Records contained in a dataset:
---------------
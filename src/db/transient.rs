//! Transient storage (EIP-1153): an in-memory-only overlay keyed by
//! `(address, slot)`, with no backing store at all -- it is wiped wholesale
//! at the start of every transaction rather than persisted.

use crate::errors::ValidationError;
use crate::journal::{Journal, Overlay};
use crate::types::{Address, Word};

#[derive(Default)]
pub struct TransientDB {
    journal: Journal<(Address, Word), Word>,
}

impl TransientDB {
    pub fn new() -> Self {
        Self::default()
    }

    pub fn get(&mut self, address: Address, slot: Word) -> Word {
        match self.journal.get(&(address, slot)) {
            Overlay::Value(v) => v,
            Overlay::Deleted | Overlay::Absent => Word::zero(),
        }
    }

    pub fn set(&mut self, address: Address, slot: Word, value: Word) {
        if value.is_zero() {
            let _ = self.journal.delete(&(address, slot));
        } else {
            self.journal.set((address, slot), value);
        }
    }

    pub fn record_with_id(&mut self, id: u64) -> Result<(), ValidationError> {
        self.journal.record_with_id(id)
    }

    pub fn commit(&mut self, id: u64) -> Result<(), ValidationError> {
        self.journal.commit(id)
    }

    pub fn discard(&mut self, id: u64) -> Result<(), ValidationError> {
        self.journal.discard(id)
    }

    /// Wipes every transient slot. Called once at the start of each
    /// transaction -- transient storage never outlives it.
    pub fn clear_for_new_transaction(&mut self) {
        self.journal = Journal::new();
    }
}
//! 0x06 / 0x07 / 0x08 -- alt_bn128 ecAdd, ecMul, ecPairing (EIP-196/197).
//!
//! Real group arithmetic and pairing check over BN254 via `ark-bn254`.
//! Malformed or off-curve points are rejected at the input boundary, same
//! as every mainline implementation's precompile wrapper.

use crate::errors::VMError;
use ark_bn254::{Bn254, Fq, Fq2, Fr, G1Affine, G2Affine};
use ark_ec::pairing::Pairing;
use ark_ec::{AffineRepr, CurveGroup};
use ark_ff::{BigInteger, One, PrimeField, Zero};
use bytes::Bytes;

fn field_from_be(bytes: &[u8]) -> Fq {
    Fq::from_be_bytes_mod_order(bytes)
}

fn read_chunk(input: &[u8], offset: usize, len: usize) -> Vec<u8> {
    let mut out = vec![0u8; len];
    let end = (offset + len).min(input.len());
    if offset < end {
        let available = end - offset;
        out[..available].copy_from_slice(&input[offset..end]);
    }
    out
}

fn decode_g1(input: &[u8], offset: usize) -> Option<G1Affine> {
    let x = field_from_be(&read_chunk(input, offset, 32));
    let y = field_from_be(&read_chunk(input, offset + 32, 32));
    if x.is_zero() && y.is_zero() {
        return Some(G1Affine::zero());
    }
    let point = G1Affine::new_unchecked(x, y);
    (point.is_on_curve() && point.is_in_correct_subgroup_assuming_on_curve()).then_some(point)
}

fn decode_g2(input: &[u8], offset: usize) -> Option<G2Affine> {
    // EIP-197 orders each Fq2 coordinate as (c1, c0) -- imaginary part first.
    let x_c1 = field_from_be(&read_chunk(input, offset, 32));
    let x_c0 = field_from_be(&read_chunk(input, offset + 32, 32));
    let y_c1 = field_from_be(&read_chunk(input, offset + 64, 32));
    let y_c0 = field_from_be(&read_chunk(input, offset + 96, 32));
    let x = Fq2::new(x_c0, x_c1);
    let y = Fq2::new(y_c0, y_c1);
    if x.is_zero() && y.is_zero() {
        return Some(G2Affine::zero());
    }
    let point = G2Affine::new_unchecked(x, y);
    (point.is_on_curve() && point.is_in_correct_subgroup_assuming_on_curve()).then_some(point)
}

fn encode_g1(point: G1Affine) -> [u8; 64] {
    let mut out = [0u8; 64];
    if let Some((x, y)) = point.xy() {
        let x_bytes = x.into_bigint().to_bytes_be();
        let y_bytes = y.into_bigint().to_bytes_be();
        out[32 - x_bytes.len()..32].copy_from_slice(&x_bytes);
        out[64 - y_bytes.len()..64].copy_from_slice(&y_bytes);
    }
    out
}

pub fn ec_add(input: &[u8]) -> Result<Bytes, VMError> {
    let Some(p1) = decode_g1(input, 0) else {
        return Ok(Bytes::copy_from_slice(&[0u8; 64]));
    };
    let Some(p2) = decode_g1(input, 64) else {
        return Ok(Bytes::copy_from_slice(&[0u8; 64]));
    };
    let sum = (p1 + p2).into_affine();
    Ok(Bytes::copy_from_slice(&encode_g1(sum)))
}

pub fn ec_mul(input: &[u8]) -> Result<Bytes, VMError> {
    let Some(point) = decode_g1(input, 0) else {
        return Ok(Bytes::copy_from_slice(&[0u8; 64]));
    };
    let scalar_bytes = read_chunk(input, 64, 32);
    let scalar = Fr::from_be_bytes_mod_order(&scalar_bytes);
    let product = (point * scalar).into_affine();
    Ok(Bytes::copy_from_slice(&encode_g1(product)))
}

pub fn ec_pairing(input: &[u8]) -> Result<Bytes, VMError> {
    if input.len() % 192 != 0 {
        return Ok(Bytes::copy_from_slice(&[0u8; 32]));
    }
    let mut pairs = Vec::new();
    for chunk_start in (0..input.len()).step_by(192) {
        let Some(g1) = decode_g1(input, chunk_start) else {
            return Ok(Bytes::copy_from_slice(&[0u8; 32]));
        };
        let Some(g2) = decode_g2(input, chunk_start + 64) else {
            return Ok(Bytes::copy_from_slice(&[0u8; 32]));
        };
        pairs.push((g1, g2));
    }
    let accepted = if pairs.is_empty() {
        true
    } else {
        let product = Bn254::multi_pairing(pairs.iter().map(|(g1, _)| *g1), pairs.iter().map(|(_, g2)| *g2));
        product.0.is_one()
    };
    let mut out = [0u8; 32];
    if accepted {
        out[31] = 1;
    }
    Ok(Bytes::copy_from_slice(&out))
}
---------------
## Exercise description
Filter these records, keeping every line where the word "ValidationError" occurs.

## Task solution
use crate::errors::ValidationError;
    pub fn record_with_id(&mut self, id: u64) -> Result<(), ValidationError> {
    pub fn commit(&mut self, id: u64) -> Result<(), ValidationError> {
    pub fn discard(&mut self, id: u64) -> Result<(), ValidationError> {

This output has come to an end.